Electricity production and electrochemical impedance modeling of microbial fuel cells under static magnetic field

Two-chamber microbial fuel cells (MFCs) were exposed to static magnetic field (MF) of field strengths 0 mT, 100 mT, 200 mT, and 300 mT, and the electricity production of the MFCs under the influence of the MF was investigated using electrochemical methods. The results show that the start-up periods of MFCs in MF were shorter than that without. The MFC with a 100-mT MF needed the shortest time (7 days) to obtain a stable voltage output. The maximum power density of 1.56 W m−2 was for a field strength of 200 mT, which was the best among the MFCs. The impact of the MF on the charge transfer resistances (Rct) of the anode, cathode, and whole MFC was analyzed by electrochemical impedance spectroscopy (EIS). A new method was developed to extend the equivalent circuit (EC) model to the whole MFC by connecting the anode and cathode models in series. The simulated results show that anode Rct values are much higher compared than at the cathode. The cell and anode Rct values were reduced by 56.6% and 57.2%, respectively, for the 200-mT MF. It was also found that there is an optimal intensity MF range for the microorganisms.

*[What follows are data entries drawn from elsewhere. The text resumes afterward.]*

//! Core error types for formkit.
//!
//! [`FormkitError`] covers everything that can go wrong *around* a form:
//! loading settings, parsing a schema document, dispatching a command.
//! Field validation failures are not errors in this sense; they are state
//! owned and displayed by the form renderer.

use thiserror::Error;

/// The primary error type for the formkit workspace.
#[derive(Error, Debug)]
pub enum FormkitError {
    // ── Configuration ────────────────────────────────────────────────

    /// A configuration value is missing or invalid.
    #[error("Configuration error: {0}")]
    ConfigurationError(String),

    // ── Schema ───────────────────────────────────────────────────────

    /// A schema document could not be understood.
    #[error("Schema error: {0}")]
    SchemaError(String),

    // ── Serialization ────────────────────────────────────────────────

    /// An error occurred during serialization or deserialization.
    #[error("Serialization error: {0}")]
    SerializationError(String),

    // ── IO ───────────────────────────────────────────────────────────

    /// An I/O error occurred.
    #[error("IO error: {0}")]
    IoError(#[from] std::io::Error),

    // ── Commands ─────────────────────────────────────────────────────

    /// A management command failed or could not be dispatched.
    #[error("Command error: {0}")]
    CommandError(String),
}

impl FormkitError {
    /// Returns the process exit code associated with this error.
    ///
    /// - `ConfigurationError`, `SchemaError`, `SerializationError` -> 78 (`EX_CONFIG`)
    /// - `IoError` -> 74 (`EX_IOERR`)
    /// - `CommandError` -> 1
    pub const fn exit_code(&self) -> i32 {
        match self {
            Self::ConfigurationError(_) | Self::SchemaError(_) | Self::SerializationError(_) => 78,
            Self::IoError(_) => 74,
            Self::CommandError(_) => 1,
        }
    }
}

impl From<serde_json::Error> for FormkitError {
    fn from(err: serde_json::Error) -> Self {
        Self::SerializationError(err.to_string())
    }
}

/// A convenience type alias for `Result<T, FormkitError>`.
pub type FormkitResult<T> = Result<T, FormkitError>;

#[cfg(test)]
mod tests {
    use super::*;

    #[test]
    fn test_formkit_error_exit_codes() {
        assert_eq!(FormkitError::ConfigurationError("x".into()).exit_code(), 78);
        assert_eq!(FormkitError::SchemaError("x".into()).exit_code(), 78);
        assert_eq!(FormkitError::SerializationError("x".into()).exit_code(), 78);
        assert_eq!(FormkitError::CommandError("x".into()).exit_code(), 1);
    }

    #[test]
    fn test_formkit_error_display() {
        let err = FormkitError::SchemaError("duplicate label 'Name'".into());
        assert_eq!(err.to_string(), "Schema error: duplicate label 'Name'");
    }

    #[test]
    fn test_io_error_conversion() {
        let io_err = std::io::Error::new(std::io::ErrorKind::NotFound, "file missing");
        let err: FormkitError = io_err.into();
        assert_eq!(err.exit_code(), 74);
        assert!(err.to_string().contains("file missing"));
    }

    #[test]
    fn test_serde_json_error_conversion() {
        let json_err = serde_json::from_str::<serde_json::Value>("{").unwrap_err();
        let err: FormkitError = json_err.into();
        assert!(matches!(err, FormkitError::SerializationError(_)));
    }
}
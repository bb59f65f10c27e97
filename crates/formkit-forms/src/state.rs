//! Form state and its reducer.
//!
//! [`FormState`] holds the three pieces of mutable form state: current
//! values, current error messages and the result text. It never mutates in
//! place; [`FormState::reduce`] returns the next state for a [`FormAction`],
//! which keeps the per-field state machine testable without any rendering.
//!
//! ```text
//! Clean   --edit-->                      Clean   (error cleared)
//! Clean   --submit, required & empty-->  Invalid
//! Invalid --edit-->                      Clean
//! any     --submit, all valid-->         unchanged errors, result text set
//! ```

use std::collections::HashMap;

use thiserror::Error;

use crate::schema::Schema;

/// The message recorded for a required field that is empty at submit time.
pub const REQUIRED_MESSAGE: &str = "This field is required";

/// The labels the result template reads, in template order.
///
/// These are fixed regardless of the schema in use.
pub const RESULT_TEMPLATE_LABELS: [&str; 3] = ["Name", "Age", "Country"];

/// A validation failure for a single field.
#[derive(Debug, Clone, Copy, PartialEq, Eq, Error)]
pub enum FieldError {
    /// A required field had an empty value at submit time.
    #[error("This field is required")]
    RequiredFieldMissing,
}

/// A state transition.
#[derive(Debug, Clone, PartialEq, Eq)]
pub enum FormAction {
    /// The user edited a field.
    FieldChanged {
        /// Label of the edited field.
        label: String,
        /// The field's new value.
        value: String,
    },
    /// The user submitted the form.
    SubmitAttempted,
}

impl FormAction {
    /// Shorthand for [`FormAction::FieldChanged`].
    pub fn field_changed(label: impl Into<String>, value: impl Into<String>) -> Self {
        Self::FieldChanged {
            label: label.into(),
            value: value.into(),
        }
    }
}

/// Per-form values, errors and result text.
///
/// An empty error string and a missing error entry both mean "no error".
#[derive(Debug, Clone, Default, PartialEq, Eq)]
pub struct FormState {
    values: HashMap<String, String>,
    errors: HashMap<String, String>,
    result_text: String,
}

impl FormState {
    /// Every schema label mapped to an empty value and an empty error.
    pub fn initial(schema: &Schema) -> Self {
        let values: HashMap<String, String> = schema
            .fields()
            .iter()
            .map(|f| (f.label.clone(), String::new()))
            .collect();
        let errors = values.clone();
        Self {
            values,
            errors,
            result_text: String::new(),
        }
    }

    /// Returns the state that follows `action`.
    #[must_use]
    pub fn reduce(&self, schema: &Schema, action: FormAction) -> Self {
        let mut next = self.clone();
        match action {
            FormAction::FieldChanged { label, value } => {
                next.errors.insert(label.clone(), String::new());
                next.values.insert(label, value);
            }
            FormAction::SubmitAttempted => {
                let errors = validate(schema, &self.values);
                if errors.is_empty() {
                    next.result_text = format_result(&self.values);
                } else {
                    next.errors = errors
                        .into_iter()
                        .map(|(label, err)| (label, err.to_string()))
                        .collect();
                }
            }
        }
        next
    }

    /// All current values, keyed by label.
    pub fn values(&self) -> &HashMap<String, String> {
        &self.values
    }

    /// All current error messages, keyed by label.
    pub fn errors(&self) -> &HashMap<String, String> {
        &self.errors
    }

    /// The result text, empty until a successful submission.
    pub fn result_text(&self) -> &str {
        &self.result_text
    }

    /// The current value of `label`, or `""`.
    pub fn value(&self, label: &str) -> &str {
        self.values.get(label).map_or("", String::as_str)
    }

    /// The current error of `label`, or `""`.
    pub fn error(&self, label: &str) -> &str {
        self.errors.get(label).map_or("", String::as_str)
    }

    /// Returns `true` if any field currently displays an error.
    pub fn has_errors(&self) -> bool {
        self.errors.values().any(|e| !e.is_empty())
    }
}

/// Checks every required field for an empty value.
///
/// A label without an entry in `values` counts as empty. Only the
/// required-field rule exists; input patterns are not enforced here.
pub fn validate(schema: &Schema, values: &HashMap<String, String>) -> HashMap<String, FieldError> {
    schema
        .fields()
        .iter()
        .filter(|f| f.required && values.get(&f.label).map_or(true, String::is_empty))
        .map(|f| (f.label.clone(), FieldError::RequiredFieldMissing))
        .collect()
}

/// Formats `"{Name} is {Age} years old from {Country}"` from `values`.
///
/// A missing label contributes an empty string.
pub fn format_result(values: &HashMap<String, String>) -> String {
    let [name, age, country] =
        RESULT_TEMPLATE_LABELS.map(|label| values.get(label).map_or("", String::as_str));
    format!("{name} is {age} years old from {country}")
}
//! # formkit
//!
//! Renders a form from a declarative field list, tracks per-field input
//! state, validates required fields on submission, and displays a result line.
//!
//! This is the meta-crate that re-exports the sub-crates for convenient
//! access. Depend on `formkit` to get everything, or on individual crates for
//! finer-grained control.
//!
//! ```
//! use formkit::forms::{example_schema, FormRenderer, SubmitEvent};
//!
//! let mut form = FormRenderer::new(example_schema());
//! form.handle_submit(&mut SubmitEvent::new());
//! assert_eq!(form.errors().len(), 3);
//! ```

/// Settings, logging, and error types.
pub use formkit_core as core;

/// Schemas, form state, controls, and the renderer.
pub use formkit_forms as forms;

/// Management commands (CLI).
#[cfg(feature = "cli")]
pub use formkit_cli as cli;

/// Third-party crates re-exported for convenience.
pub use serde;
pub use serde_json;
pub use tracing;

/// Commonly used types, importable with `use formkit::prelude::*`.
pub mod prelude {
    pub use formkit_core::{FormkitError, FormkitResult, Settings};
    pub use formkit_forms::{
        example_schema, AttrValue, FieldDescriptor, FieldError, FieldKind, FormAction,
        FormRenderer, FormState, RenderOptions, Schema, SubmitEvent, REQUIRED_MESSAGE,
    };
}
//! The form renderer.
//!
//! [`FormRenderer`] consumes a [`Schema`], owns the [`FormState`] derived from
//! it, handles change and submit events, and renders the form as HTML.
//!
//! ```
//! use formkit_forms::renderer::{FormRenderer, SubmitEvent};
//! use formkit_forms::schema::example_schema;
//!
//! let mut form = FormRenderer::new(example_schema());
//! form.handle_change("Name", "Ana");
//! form.handle_change("Age", "30");
//! form.handle_change("Country", "UK");
//!
//! let mut event = SubmitEvent::new();
//! form.handle_submit(&mut event);
//! assert!(event.default_prevented());
//! assert_eq!(form.result_text(), "Ana is 30 years old from UK");
//! ```

use std::collections::HashMap;

use formkit_core::logging::form_span;
use formkit_core::utils::text::escape_html;
use formkit_core::Settings;
use once_cell::unsync::OnceCell;

use crate::bound_field::BoundField;
use crate::schema::Schema;
use crate::state::{validate, FormAction, FormState, RESULT_TEMPLATE_LABELS};

/// A submit event raised by the rendering surface.
///
/// The renderer always calls [`prevent_default`](Self::prevent_default)
/// before handling a submission, so the surface must not navigate away.
#[derive(Debug, Default, Clone, Copy, PartialEq, Eq)]
pub struct SubmitEvent {
    default_prevented: bool,
}

impl SubmitEvent {
    /// Creates a fresh event whose default action has not been prevented.
    pub const fn new() -> Self {
        Self {
            default_prevented: false,
        }
    }

    /// Suppresses the surface's default submit navigation.
    pub fn prevent_default(&mut self) {
        self.default_prevented = true;
    }

    /// Returns `true` once the default action has been prevented.
    pub const fn default_prevented(&self) -> bool {
        self.default_prevented
    }
}

/// Presentation options that do not affect form state.
#[derive(Debug, Clone, PartialEq, Eq)]
pub struct RenderOptions {
    /// The `id` of the `<form>` element.
    pub form_id: String,
    /// Caption of the submit button.
    pub submit_label: String,
    /// The `<h1>` text used by [`FormRenderer::render_page`].
    pub heading: String,
}

impl Default for RenderOptions {
    fn default() -> Self {
        Self::from_settings(&Settings::default())
    }
}

impl RenderOptions {
    /// Reads the presentation options from settings.
    pub fn from_settings(settings: &Settings) -> Self {
        Self {
            form_id: settings.form_id.clone(),
            submit_label: settings.submit_label.clone(),
            heading: settings.page_heading.clone(),
        }
    }
}

/// Renders a schema as a form and tracks its state.
///
/// Rendered rows are memoized: they are rebuilt only after the values, the
/// errors or the schema change.
pub struct FormRenderer {
    schema: Schema,
    state: FormState,
    options: RenderOptions,
    rows: OnceCell<Vec<String>>,
    span: tracing::Span,
}

impl FormRenderer {
    /// Creates a renderer with default presentation options.
    pub fn new(schema: Schema) -> Self {
        Self::with_options(schema, RenderOptions::default())
    }

    /// Creates a renderer with the given presentation options.
    pub fn with_options(schema: Schema, options: RenderOptions) -> Self {
        let span = form_span(&options.form_id);
        let renderer = Self {
            state: FormState::initial(&schema),
            schema,
            options,
            rows: OnceCell::new(),
            span,
        };
        renderer.warn_about_schema();
        renderer
    }

    /// Replaces the schema.
    ///
    /// State is re-derived only when `schema` is a different schema
    /// reference; passing a clone of the current schema changes nothing.
    pub fn set_schema(&mut self, schema: Schema) {
        if self.schema.same_ref(&schema) {
            return;
        }
        let _enter = self.span.enter();
        tracing::debug!(fields = schema.len(), "schema replaced, resetting form state");
        self.state = FormState::initial(&schema);
        self.schema = schema;
        self.rows.take();
        self.warn_about_schema();
    }

    /// Handles an edit of the field labelled `label`.
    pub fn handle_change(&mut self, label: &str, value: impl Into<String>) {
        self.dispatch(FormAction::field_changed(label, value));
    }

    /// Handles a submission. The event's default action is prevented first.
    pub fn handle_submit(&mut self, event: &mut SubmitEvent) {
        event.prevent_default();
        self.dispatch(FormAction::SubmitAttempted);
    }

    /// Applies `action` to the form state.
    pub fn dispatch(&mut self, action: FormAction) {
        let _enter = self.span.enter();
        let submitted = matches!(action, FormAction::SubmitAttempted);
        match &action {
            FormAction::FieldChanged { label, value } => {
                tracing::debug!(label = %label, len = value.len(), "field changed");
            }
            FormAction::SubmitAttempted => tracing::debug!("submit attempted"),
        }

        let next = self.state.reduce(&self.schema, action);
        if next.values() != self.state.values() || next.errors() != self.state.errors() {
            self.rows.take();
        }

        if submitted {
            // Submission never touches values, so this matches what `reduce` saw.
            let missing = validate(&self.schema, next.values());
            if missing.is_empty() {
                tracing::debug!(result = next.result_text(), "submission accepted");
            } else {
                tracing::debug!(missing = missing.len(), "submission rejected");
            }
        }
        self.state = next;
    }

    /// The rendered rows, one per descriptor, in schema order.
    pub fn rendered_fields(&self) -> &[String] {
        self.rows.get_or_init(|| {
            self.bound_fields()
                .iter()
                .map(BoundField::render_row)
                .collect()
        })
    }

    /// Returns bound fields for the current state.
    pub fn bound_fields(&self) -> Vec<BoundField> {
        self.schema
            .fields()
            .iter()
            .map(|field| {
                BoundField::new(
                    field,
                    self.state.value(&field.label),
                    self.state.error(&field.label),
                )
            })
            .collect()
    }

    /// Renders the whole form followed by the result line.
    pub fn render(&self) -> String {
        let mut html = format!(r#"<form id="{}">"#, escape_html(&self.options.form_id));
        html.push('\n');
        for row in self.rendered_fields() {
            html.push_str(row);
            html.push('\n');
        }
        html.push_str(&format!(
            r#"<button type="submit">{}</button>"#,
            escape_html(&self.options.submit_label)
        ));
        html.push_str("\n</form>\n");
        html.push_str(&format!(
            r#"<p class="result">{}</p>"#,
            escape_html(self.state.result_text())
        ));
        html
    }

    /// Renders the form inside a page wrapper headed by
    /// [`RenderOptions::heading`].
    pub fn render_page(&self) -> String {
        format!(
            "<div>\n<h1>{}</h1>\n{}\n</div>",
            escape_html(&self.options.heading),
            self.render()
        )
    }

    /// The schema in use.
    pub fn schema(&self) -> &Schema {
        &self.schema
    }

    /// The current state.
    pub fn state(&self) -> &FormState {
        &self.state
    }

    /// All current values, keyed by label.
    pub fn values(&self) -> &HashMap<String, String> {
        self.state.values()
    }

    /// All current error messages, keyed by label.
    pub fn errors(&self) -> &HashMap<String, String> {
        self.state.errors()
    }

    /// The result text, empty until a successful submission.
    pub fn result_text(&self) -> &str {
        self.state.result_text()
    }

    fn warn_about_schema(&self) {
        let _enter = self.span.enter();
        let duplicates = self.schema.duplicate_labels();
        if !duplicates.is_empty() {
            tracing::warn!(?duplicates, "duplicate labels share one value and error slot");
        }
        let missing = self.schema.missing_labels(&RESULT_TEMPLATE_LABELS);
        if !missing.is_empty() {
            tracing::warn!(
                ?missing,
                "schema lacks labels used by the result text; they will render empty"
            );
        }
    }
}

► MFCs were exposed to magnetic fields to improve the electricity production.
► The influences of magnetic fields with different intensities were investigated.
► Each component of reactors was tested by EIS.
► The equivalent circuit to fit EIS of whole cell is on the basis of those of anode and cathode.
► The primary influence of magnetic field on MFCs is the reduction of anode activation loss.